I am trying to create a function, formulator
, to create R formulas out of a dataframe of responses, coefficients and constants and function names. My intent is to use it when converting large sheets of historical functions into useable R code. It is tedious and error-prone to rewrite each function as (response ~ constant + b1 x x1 + b2 x x2.....)
Example dataframe with same variables, but where not every variable was interesting (e.g. NA when unused) for every case. Every function has its' own row and every part its' own column, where the column name is the variable, and the cell is the coefficient. Not all coefficients are positive.
structure(list(species = c("Pine", "Spruce", "Birch", "Aspen",
"Beech", "Oak", "Noble", "Trivial"), constant = c(-1.6952, -2.2827,
-0.2269, -0.8198, 0.2081, 0.2348, 0.485, 1.9814), lndp1 = c(1.1617,
1.4354, 1.1891, 1.4839, 1.7491, 1.2141, 1.0318, 0.8401), d = c(-0.0354,
-0.0389, -0.0435, -0.024, -0.2167, NA, NA, NA), d2gt = c(0.2791,
0.3106, 0.562, NA, NA, NA, NA, NA)), row.names = c(NA, -8L), class = c("tbl_df",
"tbl", "data.frame"))
My idea was that since it is in a tidy order, I could write a function to do this for me, and reply with a printout like follows:
data %>% formulator(name_column=species, intercept_column=constant, response="Unknown")

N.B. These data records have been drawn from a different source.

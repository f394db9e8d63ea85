use crate::core::dates::{format_iso, DateParser, ParseFailure};
use crate::core::fiscal::FiscalCalendar;
use crate::core::los::{length_of_stay, LosBands, LosOptions, StayIssue};
use crate::domain::model::{RowWarning, StepOutcome, Table};
use crate::domain::ports::TableStep;
use crate::utils::error::Result;
use std::collections::HashSet;

fn failures_to_warnings(column: &str, failures: &[ParseFailure]) -> Vec<RowWarning> {
    failures
        .iter()
        .map(|f| RowWarning {
            row: f.row,
            column: column.to_string(),
            value: f.value.clone(),
            message: "unrecognised date".to_string(),
        })
        .collect()
}

/// Normalises a date column to ISO `YYYY-MM-DD`.
pub struct ParseDatesStep {
    pub column: String,
    /// Target column; `None` rewrites the source column in place.
    pub into: Option<String>,
    pub parser: DateParser,
}

impl TableStep for ParseDatesStep {
    fn name(&self) -> &str {
        "parse_dates"
    }

    fn apply(&self, mut table: Table) -> Result<StepOutcome> {
        let idx = table.column_index(&self.column)?;
        let source = table.headers[idx].clone();
        let parsed = self.parser.parse_column(&table.column_values(&source)?);

        tracing::info!(
            "📅 {}: {}/{} values parsed (day order {:?}, mostly {})",
            source,
            parsed.parsed_count(),
            table.len(),
            parsed.day_order,
            parsed
                .dominant_format()
                .map(|f| f.to_string())
                .unwrap_or_else(|| "n/a".to_string())
        );

        let warnings = failures_to_warnings(&source, &parsed.failures);
        let target = self.into.clone().unwrap_or(source);
        table.set_column(&target, parsed.iso_strings())?;
        Ok(StepOutcome { table, warnings })
    }
}

pub struct LengthOfStayStep {
    pub admit_column: String,
    pub discharge_column: String,
    pub output_column: String,
    pub options: LosOptions,
    /// Adds `<output_column>_band` when set.
    pub bands: Option<LosBands>,
    pub parser: DateParser,
}

impl LengthOfStayStep {
    pub fn new(admit_column: &str, discharge_column: &str) -> Self {
        Self {
            admit_column: admit_column.to_string(),
            discharge_column: discharge_column.to_string(),
            output_column: "los_days".to_string(),
            options: LosOptions::default(),
            bands: None,
            parser: DateParser::default(),
        }
    }
}

impl TableStep for LengthOfStayStep {
    fn name(&self) -> &str {
        "length_of_stay"
    }

    fn apply(&self, mut table: Table) -> Result<StepOutcome> {
        let admits = self
            .parser
            .parse_column(&table.column_values(&self.admit_column)?);
        let discharges = self
            .parser
            .parse_column(&table.column_values(&self.discharge_column)?);

        let mut warnings = failures_to_warnings(&self.admit_column, &admits.failures);
        warnings.extend(failures_to_warnings(&self.discharge_column, &discharges.failures));

        // Rows whose dates did not parse are already warned about above.
        let unparsed: HashSet<usize> = admits
            .failures
            .iter()
            .chain(&discharges.failures)
            .map(|f| f.row)
            .collect();

        let mut days = Vec::with_capacity(table.len());
        let mut bands = Vec::with_capacity(table.len());
        let mut open = 0usize;

        for (i, (admit, discharge)) in admits.dates.iter().zip(&discharges.dates).enumerate() {
            let row = i + 1;
            if unparsed.contains(&row) {
                days.push(String::new());
                bands.push(String::new());
                continue;
            }
            match length_of_stay(*admit, *discharge, &self.options) {
                Ok(n) => {
                    days.push(n.to_string());
                    bands.push(self.bands.as_ref().map(|b| b.label(n)).unwrap_or_default());
                }
                Err(issue) => {
                    if issue == StayIssue::Open {
                        open += 1;
                    } else {
                        let (column, value) = match issue {
                            StayIssue::MissingAdmission => {
                                (&self.admit_column, admit.map(format_iso))
                            }
                            _ => (&self.discharge_column, discharge.map(format_iso)),
                        };
                        warnings.push(RowWarning {
                            row,
                            column: column.clone(),
                            value: value.unwrap_or_default(),
                            message: issue.to_string(),
                        });
                    }
                    days.push(String::new());
                    bands.push(String::new());
                }
            }
        }

        if open > 0 {
            tracing::info!(
                "🏥 {} open stay(s) left blank (no discharge and no as-of date)",
                open
            );
        }

        table.set_column(&self.output_column, days)?;
        if self.bands.is_some() {
            table.set_column(&format!("{}_band", self.output_column), bands)?;
        }
        Ok(StepOutcome { table, warnings })
    }
}

pub struct FiscalYearStep {
    pub column: String,
    pub calendar: FiscalCalendar,
    pub with_quarter: bool,
    pub parser: DateParser,
}

impl TableStep for FiscalYearStep {
    fn name(&self) -> &str {
        "fiscal_year"
    }

    fn apply(&self, mut table: Table) -> Result<StepOutcome> {
        let parsed = self.parser.parse_column(&table.column_values(&self.column)?);
        let warnings = failures_to_warnings(&self.column, &parsed.failures);

        let years = parsed
            .dates
            .iter()
            .map(|d| d.map(|d| self.calendar.label_for(d)).unwrap_or_default())
            .collect();
        table.set_column("fiscal_year", years)?;

        if self.with_quarter {
            let quarters = parsed
                .dates
                .iter()
                .map(|d| {
                    d.map(|d| format!("Q{}", self.calendar.fiscal_quarter(d)))
                        .unwrap_or_default()
                })
                .collect();
            table.set_column("fiscal_quarter", quarters)?;
        }

        Ok(StepOutcome { table, warnings })
    }
}

pub struct CleanNamesStep;

impl TableStep for CleanNamesStep {
    fn name(&self) -> &str {
        "clean_names"
    }

    fn apply(&self, mut table: Table) -> Result<StepOutcome> {
        table.clean_column_names();
        Ok(StepOutcome {
            table,
            warnings: Vec::new(),
        })
    }
}
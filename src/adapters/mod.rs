// Adapters layer: concrete implementations of the domain ports.

pub mod storage;
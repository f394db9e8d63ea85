use crate::core::export::Workbook;
use crate::domain::model::{RowWarning, Table};
use crate::domain::ports::{Storage, TableStep};
use crate::utils::error::{KitError, Result};
use std::path::PathBuf;

#[derive(Debug, Clone, Copy, PartialEq, Eq)]
pub enum OutputFormat {
    Csv,
    Xlsx,
}

impl OutputFormat {
    pub fn extension(&self) -> &'static str {
        match self {
            OutputFormat::Csv => "csv",
            OutputFormat::Xlsx => "xlsx",
        }
    }
}

#[derive(Debug, Clone)]
pub struct OutputTarget {
    /// Relative to the storage base path.
    pub path: String,
    pub format: OutputFormat,
    pub sheet_name: String,
    pub overwrite: bool,
}

#[derive(Debug, Clone, Default)]
pub struct RunReport {
    pub rows: usize,
    pub columns: usize,
    pub warnings: Vec<RowWarning>,
    pub outputs: Vec<PathBuf>,
}

/// Extract a CSV, run each step in order, load every configured output.
pub struct RecipeEngine<S: Storage> {
    storage: S,
    input: String,
    steps: Vec<Box<dyn TableStep>>,
    outputs: Vec<OutputTarget>,
}

impl<S: Storage> RecipeEngine<S> {
    pub fn new(storage: S, input: impl Into<String>) -> Self {
        Self {
            storage,
            input: input.into(),
            steps: Vec::new(),
            outputs: Vec::new(),
        }
    }

    pub fn with_step(mut self, step: Box<dyn TableStep>) -> Self {
        self.steps.push(step);
        self
    }

    pub fn with_output(mut self, output: OutputTarget) -> Self {
        self.outputs.push(output);
        self
    }

    pub fn step_names(&self) -> Vec<&str> {
        self.steps.iter().map(|s| s.name()).collect()
    }

    pub fn extract(&self) -> Result<Table> {
        let bytes = self.storage.read_file(&self.input)?;
        Table::from_reader(bytes.as_slice())
    }

    pub fn transform(&self, table: Table) -> Result<(Table, Vec<RowWarning>)> {
        let mut table = table;
        let mut warnings = Vec::new();
        for step in &self.steps {
            tracing::debug!("Running step '{}'", step.name());
            let outcome = step.apply(table)?;
            for warning in &outcome.warnings {
                tracing::warn!(
                    "⚠️ {} row {} [{}] '{}': {}",
                    step.name(),
                    warning.row,
                    warning.column,
                    warning.value,
                    warning.message
                );
            }
            warnings.extend(outcome.warnings);
            table = outcome.table;
        }
        Ok((table, warnings))
    }

    pub fn load(&self, table: &Table) -> Result<Vec<PathBuf>> {
        // Check every target before writing any so a refusal leaves nothing half-written.
        for output in &self.outputs {
            if !output.overwrite && self.storage.exists(&output.path) {
                return Err(KitError::OutputExists {
                    path: output.path.clone(),
                });
            }
        }

        let mut written = Vec::with_capacity(self.outputs.len());
        for output in &self.outputs {
            let bytes = match output.format {
                OutputFormat::Csv => table.to_csv_string()?.into_bytes(),
                OutputFormat::Xlsx => {
                    let mut workbook = Workbook::new();
                    workbook.add_sheet(&output.sheet_name, table.clone());
                    workbook.to_xlsx_bytes()?
                }
            };
            written.push(self.storage.write_file(&output.path, &bytes)?);
        }
        Ok(written)
    }

    pub fn run(&self) -> Result<RunReport> {
        tracing::info!("📥 Reading {}", self.input);
        let table = self.extract()?;
        tracing::info!("Read {} rows x {} columns", table.len(), table.headers.len());

        tracing::info!(
            "🔧 Applying {} step(s): {}",
            self.steps.len(),
            self.step_names().join(", ")
        );
        let (table, warnings) = self.transform(table)?;

        let outputs = self.load(&table)?;
        for path in &outputs {
            tracing::info!("📁 Wrote {}", path.display());
        }

        Ok(RunReport {
            rows: table.len(),
            columns: table.headers.len(),
            warnings,
            outputs,
        })
    }
}
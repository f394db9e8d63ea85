//! Length-of-stay computation between admission and discharge dates.

use crate::core::dates::DateParser;
use crate::core::period::Period;
use crate::utils::error::{KitError, Result};
use chrono::NaiveDate;
use serde::{Deserialize, Serialize};
use std::fmt;

#[derive(Debug, Clone, Copy, PartialEq, Eq, Serialize, Deserialize, Default)]
#[serde(rename_all = "snake_case")]
pub enum LosCounting {
    /// Discharge minus admission; a same-day stay is 0.
    #[default]
    Nights,
    /// Both endpoints count; a same-day stay is 1.
    Inclusive,
}

#[derive(Debug, Clone, Default)]
pub struct LosOptions {
    pub counting: LosCounting,
    /// Open stays (no discharge) are measured to this date when set.
    pub as_of: Option<NaiveDate>,
}

#[derive(Debug, Clone, Copy, PartialEq, Eq, Serialize)]
pub enum StayIssue {
    MissingAdmission,
    DischargeBeforeAdmission,
    Open,
}

impl fmt::Display for StayIssue {
    fn fmt(&self, f: &mut fmt::Formatter<'_>) -> fmt::Result {
        match self {
            StayIssue::MissingAdmission => f.write_str("missing admission date"),
            StayIssue::DischargeBeforeAdmission => f.write_str("discharge precedes admission"),
            StayIssue::Open => f.write_str("stay is still open"),
        }
    }
}

pub fn length_of_stay(
    admit: Option<NaiveDate>,
    discharge: Option<NaiveDate>,
    opts: &LosOptions,
) -> std::result::Result<i64, StayIssue> {
    let admit = admit.ok_or(StayIssue::MissingAdmission)?;
    let end = discharge.or(opts.as_of).ok_or(StayIssue::Open)?;

    let nights = (end - admit).num_days();
    if nights < 0 {
        return Err(StayIssue::DischargeBeforeAdmission);
    }

    Ok(match opts.counting {
        LosCounting::Nights => nights,
        LosCounting::Inclusive => nights + 1,
    })
}

/// Resolves an as-of setting: `period_end`, `today`, or any date the parser
/// understands.
pub fn resolve_as_of(
    raw: &str,
    period: &Period,
    today: NaiveDate,
    parser: &DateParser,
) -> Result<NaiveDate> {
    match raw.trim().to_ascii_lowercase().as_str() {
        "period_end" => Ok(period.end_date()),
        "today" => Ok(today),
        _ => parser.parse(raw)?.ok_or_else(|| KitError::DateParseError {
            value: raw.to_string(),
        }),
    }
}

/// Ascending inclusive upper bounds; the last band is open-ended.
#[derive(Debug, Clone, PartialEq, Eq, Serialize, Deserialize)]
pub struct LosBands {
    bounds: Vec<i64>,
}

impl Default for LosBands {
    fn default() -> Self {
        Self {
            bounds: vec![7, 30, 90, 180, 365],
        }
    }
}

impl LosBands {
    /// Bounds are sorted and de-duplicated; negative bounds are dropped.
    pub fn new(mut bounds: Vec<i64>) -> Self {
        bounds.retain(|b| *b >= 0);
        bounds.sort_unstable();
        bounds.dedup();
        Self { bounds }
    }

    pub fn bounds(&self) -> &[i64] {
        &self.bounds
    }

    pub fn label(&self, days: i64) -> String {
        let mut lower = 0;
        for &upper in &self.bounds {
            if days <= upper {
                return format!("{}-{}", lower, upper);
            }
            lower = upper + 1;
        }
        format!("{}+", lower)
    }
}

#[cfg(test)]
mod tests {
    use super::*;

    fn d(y: i32, m: u32, day: u32) -> Option<NaiveDate> {
        NaiveDate::from_ymd_opt(y, m, day)
    }

    #[test]
    fn test_nights_and_inclusive() {
        let nights = LosOptions::default();
        let inclusive = LosOptions {
            counting: LosCounting::Inclusive,
            as_of: None,
        };

        assert_eq!(length_of_stay(d(2025, 1, 1), d(2025, 1, 1), &nights), Ok(0));
        assert_eq!(length_of_stay(d(2025, 1, 1), d(2025, 1, 1), &inclusive), Ok(1));
        assert_eq!(length_of_stay(d(2024, 12, 30), d(2025, 1, 2), &nights), Ok(3));
        assert_eq!(length_of_stay(d(2024, 2, 28), d(2024, 3, 1), &nights), Ok(2));
    }

    #[test]
    fn test_open_stays() {
        let without = LosOptions::default();
        assert_eq!(length_of_stay(d(2025, 1, 1), None, &without), Err(StayIssue::Open));

        let with = LosOptions {
            counting: LosCounting::Nights,
            as_of: d(2025, 3, 31),
        };
        assert_eq!(length_of_stay(d(2025, 3, 1), None, &with), Ok(30));
        // A recorded discharge always wins over as_of.
        assert_eq!(length_of_stay(d(2025, 3, 1), d(2025, 3, 5), &with), Ok(4));
    }

    #[test]
    fn test_invalid_stays() {
        let opts = LosOptions::default();
        assert_eq!(
            length_of_stay(None, d(2025, 1, 1), &opts),
            Err(StayIssue::MissingAdmission)
        );
        assert_eq!(
            length_of_stay(d(2025, 1, 2), d(2025, 1, 1), &opts),
            Err(StayIssue::DischargeBeforeAdmission)
        );
    }

    #[test]
    fn test_band_labels() {
        let bands = LosBands::default();
        assert_eq!(bands.label(0), "0-7");
        assert_eq!(bands.label(7), "0-7");
        assert_eq!(bands.label(8), "8-30");
        assert_eq!(bands.label(365), "181-365");
        assert_eq!(bands.label(366), "366+");

        let custom = LosBands::new(vec![30, -1, 10, 10]);
        assert_eq!(custom.bounds(), &[10, 30]);
        assert_eq!(custom.label(11), "11-30");
    }

    #[test]
    fn test_resolve_as_of() {
        let period: Period = "2025_Q1".parse().unwrap();
        let today = NaiveDate::from_ymd_opt(2025, 4, 10).unwrap();
        let parser = DateParser::default();
        let resolve = |raw: &str| resolve_as_of(raw, &period, today, &parser);

        assert_eq!(resolve("period_end").unwrap(), NaiveDate::from_ymd_opt(2025, 3, 31).unwrap());
        assert_eq!(resolve(" Today ").unwrap(), today);
        assert_eq!(resolve("2025-02-28").ok(), d(2025, 2, 28));
        assert_eq!(resolve("03/15/2025").ok(), d(2025, 3, 15));
        assert_eq!(resolve("15 Mar 2025").ok(), d(2025, 3, 15));
        assert!(matches!(resolve("March 3rd"), Err(KitError::DateParseError { .. })));
        assert!(matches!(resolve(""), Err(KitError::DateParseError { .. })));
    }
}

In this case, there is no known response variable column, but I might know that all rows in this dataframe have the same response, which could be useful to type in by hand in quotations (tidyeval issue?).
Pine
Unknown ~ -1.6952 + 1.1617 x lndp1 + -0.0354 x d ....
Spruce
Unknown ~ ...
Here's my thinking so far:
formulator <- function(data, name_column, intercept_column){
data1 <- data %>% select(-c(name_column, intercept_column))
function_name <- data[,paste0(name_column)]
intercepts <- data[,paste0(intercept_column)]
varlist <- list()
for(i in 1:dim(data1)[1]){
data2 <- data1 %>% filter(name_column == paste0(function_name$i)) %>% select_if(~!any(is.na(.)))
datadim <- dim(data2)[2]
for(coefs in 1:datadim){
varlist[paste0(function_name$i)][coefs] <- paste0(data2[1,coefs])
}
}
}
This code is incomplete, but I think will manage to handle the varying lengths of each function to print, but I'm unsure of how to tie all this together.